STAFF REVIEW of Geometry Wars 3: Dimensions (Xbox One)

Wednesday, December 17, 2014.
by Adam Dileva

Geometry Wars 3: Dimensions Box art On paper, Geometry Wars sounds incredibly boring: ‘shoot various shapes for points’. As it turns out, it was an incredibly fun, addictive, and extremely challenging game when it released on Xbox 360 back in 2005. Since then it’s had a sequel, which improved many things, but now we have the third game in the series, created by a completely new team since the original no longer exists. If you’re unaware what Geometry Wars is, Geometry Wars 3: Dimensions (referred to as Dimensions from here on) is a twin stick shooter (left stick moves your ship and the right controls the direction you fire) that has you shooting various geometric shapes (enemies) with the goal of survival and high score.

It sounds basic in premise because it is, but it’s incredibly challenging when you have an overwhelming amount of enemies on the screen and multiple factors that you need to keep a keen eye on while trying to survive. Shoot a shape and it will leave behind a gem behind that can be gathered to add to your multiplier, allowing you to reach higher scores in the end. The more gems you collect the quicker your multiplier will raise, but doing so usually has its own dangers and you’ll need to constantly weigh the risk vs reward. Do so properly though and you’ll quickly see your score shoot from a measly few thousand into the millions.
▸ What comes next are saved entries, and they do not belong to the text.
//! HTTP server configuration object and helpers.

use actix_web::cookie::time::Duration;
use actix_web::cookie::{Key, SameSite};
use helpdesk::inbound::http::session_config::SessionSettings;
use helpdesk::outbound::persistence::DbPool;

#[cfg(feature = "metrics")]
use actix_web_prom::PrometheusMetrics;

/// Builder-style configuration for creating the HTTP server.
pub struct ServerConfig {
    pub(crate) key: Key,
    pub(crate) cookie_secure: bool,
    pub(crate) same_site: SameSite,
    pub(crate) session_ttl: Duration,
    pub(crate) bind_addr: (String, u16),
    pub(crate) db_pool: Option<DbPool>,
    #[cfg(feature = "metrics")]
    pub(crate) prometheus: Option<PrometheusMetrics>,
}

impl ServerConfig {
    /// Configuration from resolved session settings and a bind target.
    #[must_use]
    pub fn new(session: SessionSettings, bind_addr: (String, u16)) -> Self {
        let SessionSettings {
            key,
            cookie_secure,
            same_site,
            ttl,
        } = session;
        Self {
            key,
            cookie_secure,
            same_site,
            session_ttl: ttl,
            bind_addr,
            db_pool: None,
            #[cfg(feature = "metrics")]
            prometheus: None,
        }
    }

    /// Use PostgreSQL-backed stores through `pool`.
    #[must_use]
    pub fn with_db_pool(mut self, pool: DbPool) -> Self {
        self.db_pool = Some(pool);
        self
    }

    #[cfg(feature = "metrics")]
    /// Attach Prometheus middleware to the configuration.
    #[must_use]
    pub fn with_metrics(mut self, prometheus: Option<PrometheusMetrics>) -> Self {
        self.prometheus = prometheus;
        self
    }
}
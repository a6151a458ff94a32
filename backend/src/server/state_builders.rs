//! Wiring of stores and services into [`HttpState`].

use std::sync::Arc;

use mockable::DefaultClock;
use tracing::{info, warn};

use helpdesk::domain::ports::{TicketRepository, UserRepository};
use helpdesk::domain::{TicketService, UserAccountService};
use helpdesk::inbound::http::state::{HttpState, HttpStatePorts};
use helpdesk::outbound::memory::{InMemoryTicketRepository, InMemoryUserRepository};
use helpdesk::outbound::persistence::{DbPool, DieselTicketRepository, DieselUserRepository};
use helpdesk::outbound::security::Argon2PasswordHasher;

/// Build handler state over PostgreSQL when a pool is configured, otherwise
/// over process-local stores.
pub(crate) fn build_http_state(pool: Option<&DbPool>) -> HttpState {
    match pool {
        Some(pool) => {
            info!(store = "postgres", "ticket and user stores ready");
            wire(
                Arc::new(DieselUserRepository::new(pool.clone())),
                Arc::new(DieselTicketRepository::new(pool.clone())),
            )
        }
        None => {
            warn!(
                store = "memory",
                "no database configured; data will be lost on restart"
            );
            wire(
                Arc::new(InMemoryUserRepository::new()),
                Arc::new(InMemoryTicketRepository::new()),
            )
        }
    }
}

fn wire<U, T>(users: Arc<U>, tickets: Arc<T>) -> HttpState
where
    U: UserRepository + 'static,
    T: TicketRepository + 'static,
{
    let clock = Arc::new(DefaultClock);
    let accounts = Arc::new(UserAccountService::new(
        users.clone(),
        Arc::new(Argon2PasswordHasher),
        clock.clone(),
    ));
    let tickets = Arc::new(TicketService::new(tickets, users, clock));
    HttpState::new(HttpStatePorts {
        login: accounts.clone(),
        users: accounts.clone(),
        accounts,
        tickets: tickets.clone(),
        tickets_query: tickets,
    })
}
//! PostgreSQL persistence adapters using Diesel ORM.
//!
//! Concrete implementations of the store ports backed by PostgreSQL through
//! `diesel-async` and `bb8` connection pooling.
//!
//! - **Thin adapters**: repositories only translate between Diesel rows and
//!   domain types. Rows pass through the domain constructors on load.
//! - **Internal models**: row structs (`models.rs`) and table definitions
//!   (`schema.rs`) never leave this module.
//! - **Conditional writes**: status changes are guarded in SQL by the
//!   expected status.
//!
//! # Example
//!
//! ```no_run
//! use helpdesk::outbound::persistence::{DbPool, DieselTicketRepository, PoolConfig};
//!
//! # async fn connect() -> Result<(), helpdesk::outbound::persistence::PoolError> {
//! let pool = DbPool::new(PoolConfig::new("postgres://localhost/helpdesk")).await?;
//! let tickets = DieselTicketRepository::new(pool);
//! # Ok(())
//! # }
//! ```

mod diesel_basic_error_mapping;
mod diesel_ticket_repository;
mod diesel_user_repository;
mod models;
mod pool;
mod schema;

pub use diesel_ticket_repository::DieselTicketRepository;
pub use diesel_user_repository::DieselUserRepository;
pub use pool::{DbPool, PoolConfig, PoolError};
//! Health endpoints: liveness and readiness probes for orchestration.
//!
//! Probes sit outside `/api/v1` and never require a session.

use actix_web::{HttpResponse, get, http::header, web};
use std::sync::atomic::{AtomicBool, Ordering};

/// Shared readiness and liveness flags.
pub struct HealthState {
    ready: AtomicBool,
    live: AtomicBool,
}

impl Default for HealthState {
    fn default() -> Self {
        Self {
            ready: AtomicBool::new(false),
            live: AtomicBool::new(true),
        }
    }
}

impl HealthState {
    /// Create a new health state starting as not ready but live.
    pub fn new() -> Self {
        Self::default()
    }

    /// Mark the service as ready.
    pub fn mark_ready(&self) {
        self.ready.store(true, Ordering::Release);
    }

    /// Flag the service as unhealthy so liveness checks fail during shutdown.
    pub fn mark_unhealthy(&self) {
        self.live.store(false, Ordering::Release);
    }

    pub fn is_ready(&self) -> bool {
        self.ready.load(Ordering::Acquire)
    }

    pub fn is_alive(&self) -> bool {
        self.live.load(Ordering::Acquire)
    }

    fn probe_response(probe_ok: bool) -> HttpResponse {
        let mut response = if probe_ok {
            HttpResponse::Ok()
        } else {
            HttpResponse::ServiceUnavailable()
        };

        response
            .insert_header((header::CACHE_CONTROL, "no-store"))
            .finish()
    }
}

/// Readiness probe: 200 once stores are wired and the listener is bound.
#[utoipa::path(
    get,
    path = "/health/ready",
    tags = ["health"],
    security([]),
    responses(
        (status = 200, description = "Server is ready to handle traffic"),
        (status = 503, description = "Server is not ready")
    )
)]
#[get("/health/ready")]
pub async fn ready(state: web::Data<HealthState>) -> HttpResponse {
    HealthState::probe_response(state.is_ready())
}

/// Liveness probe: 200 while the process is marked alive, 503 once draining.
#[utoipa::path(
    get,
    path = "/health/live",
    tags = ["health"],
    security([]),
    responses(
        (status = 200, description = "Server is alive"),
        (status = 503, description = "Server is shutting down")
    )
)]
#[get("/health/live")]
pub async fn live(state: web::Data<HealthState>) -> HttpResponse {
    HealthState::probe_response(state.is_alive())
}
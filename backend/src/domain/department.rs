//! Department catalogue.
//!
//! Departments form a closed set. Wire names are the upper-case codes used by
//! clients and stored in the database; each code carries a human label.

use std::fmt;
use std::str::FromStr;

use serde::{Deserialize, Serialize};

/// Error returned when a department code is not part of the catalogue.
#[derive(Debug, Clone, PartialEq, Eq, thiserror::Error)]
#[error("unknown department code: {code}")]
pub struct UnknownDepartment {
    /// The rejected input.
    pub code: String,
}

macro_rules! departments {
    ($($variant:ident => ($code:literal, $label:literal)),* $(,)?) => {
        /// Campus department owning tickets and coordinators.
        #[derive(Debug, Clone, Copy, PartialEq, Eq, Hash, Serialize, Deserialize)]
        pub enum Department {
            $(
                #[doc = $label]
                #[serde(rename = $code)]
                $variant,
            )*
        }

        impl Department {
            /// Every department in catalogue order.
            pub const ALL: &'static [Department] = &[$(Department::$variant),*];

            /// Wire code, e.g. `CSE`.
            pub const fn code(self) -> &'static str {
                match self {
                    $(Department::$variant => $code,)*
                }
            }

            /// Human readable label.
            pub const fn label(self) -> &'static str {
                match self {
                    $(Department::$variant => $label,)*
                }
            }
        }

        impl FromStr for Department {
            type Err = UnknownDepartment;

            fn from_str(s: &str) -> Result<Self, Self::Err> {
                match s {
                    $($code => Ok(Department::$variant),)*
                    other => Err(UnknownDepartment { code: other.to_owned() }),
                }
            }
        }
    };
}

departments! {
    Ise => ("ISE", "Information Science and Engineering"),
    Cse => ("CSE", "Computer Science and Engineering"),
    Aiml => ("AIML", "Artificial Intelligence and Machine Learning"),
    Bt => ("BT", "Biotechnology"),
    Cv => ("CV", "Civil"),
    Me => ("ME", "Mechanical Engineering"),
    Ete => ("ETE", "Electronics and Telecommunication Engineering"),
    Eie => ("EIE", "Electronics and Instrumentation Engineering"),
    Ece => ("ECE", "Electronics and Communication Engineering"),
    Ase => ("ASE", "Aerospace Engineering"),
    Idrc => ("IDRC", "IDRC"),
    Lib => ("LIB", "Library"),
    Cmt => ("CMT", "Central Maintenance"),
    Mca => ("MCA", "Masters of Computer Applications"),
    AdminBlock => ("ADMIN_BLOCK", "Admin Block"),
    Chem => ("CHEM", "Chemical Engineering"),
    Phy => ("PHY", "Physics Department"),
    Math => ("MATH", "Mathematics Department"),
}

impl fmt::Display for Department {
    fn fmt(&self, f: &mut fmt::Formatter<'_>) -> fmt::Result {
        f.write_str(self.code())
    }
}
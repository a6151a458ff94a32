//! PostgreSQL-backed `UserRepository` implementation using Diesel ORM.
//!
//! Rows are converted through the validated domain constructors, so a row
//! that no longer satisfies the user invariants surfaces as a query error
//! instead of an invalid `User`.

use async_trait::async_trait;
use diesel::prelude::*;
use diesel_async::RunQueryDsl;
use uuid::Uuid;

use crate::domain::ports::{
    PasswordHash, ProfileChanges, StoredCredentials, UserPersistenceError, UserRepository,
};
use crate::domain::{
    Department, DisplayName, EmailAddress, ProfileImage, Role, User, UserDraft, UserId,
    UserSummary,
};

use super::diesel_basic_error_mapping::{
    map_basic_diesel_error, map_basic_pool_error, unique_violation,
};
use super::models::{NewUserRow, UserProfileUpdate, UserRow};
use super::pool::{DbPool, PoolError};
use super::schema::users;

const EMAIL_CONSTRAINT: &str = "users_email_key";

/// Diesel-backed implementation of the user repository port.
#[derive(Clone)]
pub struct DieselUserRepository {
    pool: DbPool,
}

impl DieselUserRepository {
    /// Create a new repository with the given connection pool.
    pub fn new(pool: DbPool) -> Self {
        Self { pool }
    }
}

fn map_pool_error(error: PoolError) -> UserPersistenceError {
    map_basic_pool_error(error, UserPersistenceError::connection)
}

fn map_diesel_error(error: diesel::result::Error) -> UserPersistenceError {
    map_basic_diesel_error(
        error,
        UserPersistenceError::query,
        UserPersistenceError::connection,
    )
}

fn invalid_row(id: Uuid, err: impl std::fmt::Display) -> UserPersistenceError {
    UserPersistenceError::query(format!("invalid user row {id}: {err}"))
}

/// Convert a database row into a validated domain user and its hash.
fn row_to_account(row: UserRow) -> Result<StoredCredentials, UserPersistenceError> {
    let UserRow {
        id,
        email,
        password_hash,
        name,
        role,
        department,
        image,
        created_at,
        updated_at,
    } = row;

    let department = department
        .map(|code| code.parse::<Department>())
        .transpose()
        .map_err(|err| invalid_row(id, err))?;
    let user = User::try_new(UserDraft {
        id: UserId::from_uuid(id),
        email: EmailAddress::new(email).map_err(|err| invalid_row(id, err))?,
        name: DisplayName::new(name).map_err(|err| invalid_row(id, err))?,
        role: role.parse::<Role>().map_err(|err| invalid_row(id, err))?,
        department,
        image: image
            .map(ProfileImage::new)
            .transpose()
            .map_err(|err| invalid_row(id, err))?,
        created_at,
        updated_at,
    })
    .map_err(|err| invalid_row(id, err))?;

    Ok(StoredCredentials {
        user,
        password_hash: PasswordHash::new(password_hash),
    })
}

fn row_to_user(row: UserRow) -> Result<User, UserPersistenceError> {
    row_to_account(row).map(|account| account.user)
}

#[async_trait]
impl UserRepository for DieselUserRepository {
    async fn insert(
        &self,
        user: &User,
        password_hash: &PasswordHash,
    ) -> Result<(), UserPersistenceError> {
        let mut conn = self.pool.get().await.map_err(map_pool_error)?;
        let row = NewUserRow {
            id: *user.id().as_uuid(),
            email: user.email().as_ref(),
            password_hash: password_hash.as_ref(),
            name: user.name().as_ref(),
            role: user.role().as_str(),
            department: user.department().map(Department::code),
            image: user.image().map(AsRef::as_ref),
            created_at: user.created_at(),
            updated_at: user.updated_at(),
        };

        diesel::insert_into(users::table)
            .values(&row)
            .execute(&mut conn)
            .await
            .map(|_| ())
            .map_err(|err| match unique_violation(&err) {
                Some(EMAIL_CONSTRAINT) => {
                    UserPersistenceError::duplicate_email(user.email().to_string())
                }
                _ => map_diesel_error(err),
            })
    }

    async fn find_by_id(&self, id: &UserId) -> Result<Option<User>, UserPersistenceError> {
        let mut conn = self.pool.get().await.map_err(map_pool_error)?;
        let row = users::table
            .filter(users::id.eq(id.as_uuid()))
            .select(UserRow::as_select())
            .first::<UserRow>(&mut conn)
            .await
            .optional()
            .map_err(map_diesel_error)?;

        row.map(row_to_user).transpose()
    }

    async fn find_credentials_by_email(
        &self,
        email: &str,
    ) -> Result<Option<StoredCredentials>, UserPersistenceError> {
        let mut conn = self.pool.get().await.map_err(map_pool_error)?;
        let row = users::table
            .filter(users::email.eq(email))
            .select(UserRow::as_select())
            .first::<UserRow>(&mut conn)
            .await
            .optional()
            .map_err(map_diesel_error)?;

        row.map(row_to_account).transpose()
    }

    async fn list_by_role(&self, role: Role) -> Result<Vec<User>, UserPersistenceError> {
        let mut conn = self.pool.get().await.map_err(map_pool_error)?;
        let rows: Vec<UserRow> = users::table
            .filter(users::role.eq(role.as_str()))
            .order((users::name.asc(), users::id.asc()))
            .select(UserRow::as_select())
            .load(&mut conn)
            .await
            .map_err(map_diesel_error)?;

        rows.into_iter().map(row_to_user).collect()
    }

    async fn find_summaries(
        &self,
        ids: &[UserId],
    ) -> Result<Vec<UserSummary>, UserPersistenceError> {
        if ids.is_empty() {
            return Ok(Vec::new());
        }
        let mut conn = self.pool.get().await.map_err(map_pool_error)?;
        let uuids: Vec<Uuid> = ids.iter().map(|id| *id.as_uuid()).collect();
        let rows: Vec<(Uuid, String, String)> = users::table
            .filter(users::id.eq_any(uuids))
            .select((users::id, users::name, users::email))
            .load(&mut conn)
            .await
            .map_err(map_diesel_error)?;

        rows.into_iter()
            .map(|(id, name, email)| {
                Ok(UserSummary {
                    id: UserId::from_uuid(id),
                    name: DisplayName::new(name).map_err(|err| invalid_row(id, err))?,
                    email: EmailAddress::new(email).map_err(|err| invalid_row(id, err))?,
                })
            })
            .collect()
    }

    async fn update_profile(
        &self,
        id: &UserId,
        changes: &ProfileChanges,
    ) -> Result<Option<User>, UserPersistenceError> {
        let mut conn = self.pool.get().await.map_err(map_pool_error)?;
        let update = UserProfileUpdate {
            name: changes.name.as_ref().map(AsRef::as_ref),
            image: changes.image.as_ref().map(AsRef::as_ref),
            password_hash: changes.password_hash.as_ref().map(AsRef::as_ref),
            updated_at: changes.updated_at,
        };
        let row = diesel::update(users::table.filter(users::id.eq(id.as_uuid())))
            .set(&update)
            .returning(UserRow::as_returning())
            .get_result::<UserRow>(&mut conn)
            .await
            .optional()
            .map_err(map_diesel_error)?;

        row.map(row_to_user).transpose()
    }
}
While your primary goal may simply be to shoot anything that moves, survival plays just as large a part, if not more, especially when the screen becomes incredibly crowded and busy with bright flashing colors and trance-like music. Every type of enemy shape has its own characteristics of how they behave and react to your player controlled ship. Green cubes for example will constantly chase you but will try and move the opposite way that you’re shooting (think of a Boo ghost from Mario), purple squares when shot break into smaller pieces of themselves, and blue diamonds will slowly chase you wherever you go, so knowing your enemies patterns plays a huge part of your constantly evolving strategy to survive. On their own, none of them are too menacing or challenging, but when every type is coming at you from every direction (and some that simply float around without a care about your movements), it can and will become seemingly impossible to not die at times.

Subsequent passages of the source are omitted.